氛围 share the same meaning with 气氛, from my understanding 氛围 is short for 周围的气氛 or something. I would personally interchange them, is there any difference between them? (note that I couldn't find 氛围 in my dictionary, which made me come to the forum).

Thanks in advance!


----------



## Ghabi

To me 氛围 is kinda, you know,  _cliché. _Clever people have begun to use it since, I'm not sure, last decade or so. For hardly-literate folks like me, 气氛 is good enough.


----------



## Staarkali

bon, 好像差不多，good enough!


----------



## Geysere

氛围 is more of the general environment, with wider boundaries
气氛 sometimes sounds more confined
Examples:
For the atmosphere inside a conference room, I would use 气氛 but for academic atmosphere in an university I would use "学术氛围".


----------



## ck65

use 气氛 more, and remember the fixed phrases with 氛围, like what Geysere had mentioned "学书氛围"


----------



## Chinoise

I might be wrong, but isn't 氛围 more in the literary sense?

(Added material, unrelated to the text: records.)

use super::domain::{AllowanceSet, ComplianceRecord, Pathway, ScenarioKind, UnitType};

pub const DUPLEX_MIN_LOT_SQFT: f64 = 3_000.0;
pub const FOURPLEX_MIN_LOT_SQFT: f64 = 4_000.0;
pub const SIXPLEX_MIN_LOT_SQFT: f64 = 5_000.0;

/// Everything the generator and the financial modeler need about the site.
#[derive(Debug, Clone)]
pub struct SiteContext {
    pub lot_area_sqft: f64,
    pub assessed_value: f64,
    pub allowances: AllowanceSet,
    pub compliance: ComplianceRecord,
}

/// An unpriced building program produced by the generator.
#[derive(Debug, Clone, PartialEq)]
pub struct CandidateProgram {
    pub kind: ScenarioKind,
    pub name: String,
    pub pathway: Pathway,
    pub unit_mix: Vec<UnitType>,
    pub total_units: u32,
    pub governing_fsr: f64,
}

impl CandidateProgram {
    fn from_template(kind: ScenarioKind, allowances: &AllowanceSet) -> Self {
        let pathway = template_pathway(kind);
        let unit_mix = unit_mix_template(kind);
        let total_units = unit_mix.iter().map(|unit| unit.count).sum();

        Self {
            kind,
            name: kind.label().to_string(),
            pathway,
            unit_mix,
            total_units,
            governing_fsr: allowances.get(pathway).fsr,
        }
    }
}

/// Emit the fixed catalogue in order, keeping only templates whose guard passes.
pub fn generate_candidates(site: &SiteContext) -> Vec<CandidateProgram> {
    ScenarioKind::ordered()
        .into_iter()
        .filter(|kind| guard_passes(*kind, site))
        .map(|kind| CandidateProgram::from_template(kind, &site.allowances))
        .collect()
}

pub fn guard_passes(kind: ScenarioKind, site: &SiteContext) -> bool {
    let lot = site.lot_area_sqft;
    let ssmuh = site.compliance.ssmuh_eligible;
    match kind {
        ScenarioKind::SingleFamilyWithSuite => true,
        ScenarioKind::Duplex => lot >= DUPLEX_MIN_LOT_SQFT,
        ScenarioKind::Fourplex => ssmuh && lot >= FOURPLEX_MIN_LOT_SQFT,
        ScenarioKind::SixUnitApartment => ssmuh && lot >= SIXPLEX_MIN_LOT_SQFT,
    }
}

fn template_pathway(kind: ScenarioKind) -> Pathway {
    match kind {
        ScenarioKind::SingleFamilyWithSuite | ScenarioKind::Duplex => Pathway::Current,
        ScenarioKind::Fourplex | ScenarioKind::SixUnitApartment => Pathway::Ssmuh,
    }
}

pub fn unit_mix_template(kind: ScenarioKind) -> Vec<UnitType> {
    match kind {
        ScenarioKind::SingleFamilyWithSuite => vec![
            unit("Primary residence", 3, 2.5, 2_000.0, 1, 4_200.0),
            unit("Secondary suite", 1, 1.0, 650.0, 1, 1_800.0),
        ],
        ScenarioKind::Duplex => vec![unit("Duplex unit", 3, 2.5, 1_400.0, 2, 3_600.0)],
        ScenarioKind::Fourplex => vec![
            unit("Two-bedroom", 2, 2.0, 1_000.0, 2, 2_900.0),
            unit("Three-bedroom", 3, 2.0, 1_200.0, 2, 3_400.0),
        ],
        ScenarioKind::SixUnitApartment => vec![
            unit("One-bedroom", 1, 1.0, 650.0, 2, 2_100.0),
            unit("Two-bedroom", 2, 2.0, 900.0, 2, 2_800.0),
            unit("Three-bedroom", 3, 2.0, 1_100.0, 2, 3_300.0),
        ],
    }
}

fn unit(
    label: &str,
    bedrooms: u8,
    bathrooms: f32,
    square_feet: f64,
    count: u32,
    monthly_rent: f64,
) -> UnitType {
    UnitType {
        label: label.to_string(),
        bedrooms,
        bathrooms,
        square_feet,
        count,
        monthly_rent,
    }
}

气氛 is used more often in an everyday language, for instance:

这家餐厅的气氛很好，适合带女朋友来。

Translation:  This restaurant's got good ambiance, nice to bring along the girlfriend.


----------



## Staarkali

so I'll remember them as synonyms, won't I, with 氛围 as something more literary


----------



## samanthalee

气氛 is "atmosphere" in the sense of "ambiance"; something more personal, such as "an atmosphere of romance", "a cordial atmosphere".
氛围 is "atmosphere" in the sense of "environment"; something larger, such as "an atmosphere of impending war", "an open academic environment".


----------



## Ghabi

I can't see why we must insist on differentiating the terms. I'm rather positive that many people would say 浪漫氛圍 and 戰爭氣氛. People just use them as they feel like.


----------



## Chinoise

Sorry Ghabi, but I disagree.  For instance, I'd never say:

这间餐厅氛围不错。

It just doesn't sound smooth.


----------



## kath_01

I personally have never used or heard the use of 氛围,
However, a search on google, looks like lots of hits on people using it on a personal level / as in everyday language as well:

居住氛圍的創造
用色彩營造臥房的浪漫氛圍
营销氛围营造技巧 
民主氛圍更濃厚了
友善的氛圍
藝術氛圍


----------



## MoisesYU

I think 氛围 is just like what you say, like 周围的气氛. So it has the meaning like "to cover with the atmosphere". Sometimes I can use 气氛 to substitute 氛围, but you should know that there are some phrases in which we cannot subtitute, sometimes we just have one choice.

Like:
学术氛围(academic atmosphere), but I won't use 学术气氛, althought it sound also ok, I consider it's a little bit informal. 氛围 is more literary than 气氛.


----------



## samanthalee

kath_01 said:


> I personally have never used or heard the use of 氛围,
> However, a search on google, looks like lots of hits on people using it on a personal level / as in everyday language as well:
> 
> 居住氛圍的創造
> 用色彩營造臥房的浪漫氛圍
> 营销氛围营造技巧
> 民主氛圍更濃厚了
> 友善的氛圍
> 藝術氛圍



Hmm... But it still seems like 氛围 is larger than 氣氛, as environment versus ambiance.

Example: 用色彩營造臥房的浪漫氛圍, 讓你天天感受浪漫的氣氛。

It doesn't seem right if we switch the words:
用色彩營造臥房的浪漫氣氛, 讓你天天感受浪漫的氛圍。-- The "讓你天天感受浪漫的氛圍" part doesn't sound right to me...


----------



## Sayaka

All I want to say is, you just need to know 氛围 is about the same meaning as 气氛; but never try to use 氛围 when you write or talk because I have never heard someone said this term and have only seen it a few times in books/newspaper.


----------